Miroslav está deitado, esperando a anestesia do dentista passar. Entorpecimentos localizados desse tipo sempre o fazem se sentir absolutamente incapacitado. O dia, quarta-feira, está seco e radiante. Um barulho de furadeira vem de algum apartamento não muito acima do dele. Esse tipo de ruído nunca o incomodou, ao contrário de ruídos percutidos e intermitentes. Seu telefone, que está sobre um antigo latão de gasolina transformado em criado-mudo, emite o sinal sonoro de que chegou mensagem. É Mariana, que diz que é pra ele pegá-la em casa às vinte e trinta. Embora saiba que Miroslav tem fobia de hospital, Mariana decidiu arrastá-lo à UTI onde seu marido está em coma induzido. Ela diz que quer se vingar de uma série de humilhações conjugais, beijando Miroslav na frente do sujeito, ainda que com ele em coma.
Miroslav se levanta e fica parado, apalpando a parte anestesiada do rosto. A sala de seu apartamento não tem nas paredes qualquer imagem, quadro, pôster, etc., exceto a palavra przyjemnosc, escrita a lápis em letra minúscula perto do batente da porta principal. Essa palavra significa volúpia na língua nativa de seus pais, o polonês. Também não há livros físicos ali, tendo Miroslav no começo do mês depositado na caçamba de lixo reciclável do prédio os últimos cento e poucos volumes que ainda guardava. Ele caminha ao banheiro e abre o nécessaire. Avalia que sobraram poucos comprimidos de naproxeno sódico, calça-se e vai à farmácia comprar. Sobe a Conselheiro Brotero e, como sempre, conta até a janela do sétimo andar de um prédio cuja fachada é feita de pastilhas azuis e brancas. Engole a seco após fazer essa contagem. Pensa em Mariana, seios, dorso, torso, o efeito opioide que sente ao mergulhar o rosto em seus cabelos e inalar o odor resinado que sempre existe ali. Ao pedido que ela lhe fez, para acompanhá-la à UTI e beijá-la na frente do marido, Miroslav podia ter dito simplesmente que sim ou que não.

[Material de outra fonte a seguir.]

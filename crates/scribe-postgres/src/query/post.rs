//! Post repository for managing blog posts.

use std::future::Future;

use diesel::prelude::*;
use diesel_async::RunQueryDsl;
use jiff::Timestamp;
use uuid::Uuid;

use super::Pagination;
use crate::model::{NewPost, Post, UpdatePost};
use crate::{PgConnection, PgError, PgResult, schema};

/// Repository for post database operations.
///
/// Soft-deleted posts are invisible to every method.
pub trait PostRepository {
    /// Creates a new post.
    fn create_post(&mut self, new_post: NewPost) -> impl Future<Output = PgResult<Post>> + Send;

    /// Finds an active post by its identifier.
    fn find_post_by_id(
        &mut self,
        post_id: Uuid,
    ) -> impl Future<Output = PgResult<Option<Post>>> + Send;

    /// Lists active posts, most recent first.
    fn list_posts(
        &mut self,
        pagination: Pagination,
    ) -> impl Future<Output = PgResult<Vec<Post>>> + Send;

    /// Applies a partial update to an active post.
    ///
    /// Returns `None` if the post was not found.
    fn update_post(
        &mut self,
        post_id: Uuid,
        updates: UpdatePost,
    ) -> impl Future<Output = PgResult<Option<Post>>> + Send;

    /// Soft deletes an active post.
    ///
    /// Returns `None` if the post was not found.
    fn delete_post(
        &mut self,
        post_id: Uuid,
    ) -> impl Future<Output = PgResult<Option<Post>>> + Send;
}

impl PostRepository for PgConnection {
    async fn create_post(&mut self, new_post: NewPost) -> PgResult<Post> {
        use schema::posts;

        diesel::insert_into(posts::table)
            .values(&new_post)
            .returning(Post::as_returning())
            .get_result(self)
            .await
            .map_err(PgError::from)
    }

    async fn find_post_by_id(&mut self, post_id: Uuid) -> PgResult<Option<Post>> {
        use schema::posts::{self, dsl};

        posts::table
            .filter(dsl::id.eq(post_id))
            .filter(dsl::deleted_at.is_null())
            .select(Post::as_select())
            .first(self)
            .await
            .optional()
            .map_err(PgError::from)
    }

    async fn list_posts(&mut self, pagination: Pagination) -> PgResult<Vec<Post>> {
        use schema::posts::{self, dsl};

        posts::table
            .filter(dsl::deleted_at.is_null())
            .order(dsl::created_at.desc())
            .limit(pagination.limit)
            .offset(pagination.offset)
            .select(Post::as_select())
            .load(self)
            .await
            .map_err(PgError::from)
    }

    async fn update_post(
        &mut self,
        post_id: Uuid,
        mut updates: UpdatePost,
    ) -> PgResult<Option<Post>> {
        use schema::posts::{self, dsl};

        updates.updated_at = Some(jiff_diesel::Timestamp::from(Timestamp::now()));

        diesel::update(
            posts::table
                .filter(dsl::id.eq(post_id))
                .filter(dsl::deleted_at.is_null()),
        )
        .set(&updates)
        .returning(Post::as_returning())
        .get_result(self)
        .await
        .optional()
        .map_err(PgError::from)
    }

    async fn delete_post(&mut self, post_id: Uuid) -> PgResult<Option<Post>> {
        use schema::posts::{self, dsl};

        diesel::update(
            posts::table
                .filter(dsl::id.eq(post_id))
                .filter(dsl::deleted_at.is_null()),
        )
        .set(dsl::deleted_at.eq(Some(jiff_diesel::Timestamp::from(Timestamp::now()))))
        .returning(Post::as_returning())
        .get_result(self)
        .await
        .optional()
        .map_err(PgError::from)
    }
}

Mas ele pressentiu que o alvo real daquela encenação não era o marido, pressentiu que Mariana queria ser vista sendo beijada, por certo por alguém da equipe médica, pressentiu que seu objetivo era atrair ou afastar algum pretendente amoroso, já que aquela encenação servia para as duas coisas, “afaste-se, já tenho meu homem”, “ei, que tal vir aqui brigar por mim, saindo no braço com esse sujeito que está me beijando?”. Depois, foi só Miroslav fazer uma breve e simples investigação, etc. Em se tratando de discernir os motivos por trás dos atos de uma mulher, apostar no motivo mais trivial será sempre a aposta certa.
Miroslav entra em casa, vai ao banheiro e guarda o naproxeno no nécessaire. Volta à sala, pega o telefone e digita à Mariana uma mensagem que contém um simples nome próprio, duas palavras que, ele sabe, terão amplo poder de desconcertá-la. Desliga o telefone, coloca-o sobre o latão criado-mudo e deita-se no sofá. Lembra-se, então, de que trancou à chave a porta da rua. Levanta-se, destranca a porta e volta a se deitar. Dentro de no máximo duas horas o efeito do anestésico terá passado totalmente. A porta da rua está aberta e ele sabe – sabe – que ela virá, e atravessará o portal da volúpia – volúpia, ainda que oblíqua e espalhada pelos poucos caracteres de um idioma que, talvez, não seja o idioma real nem dela, nem dele.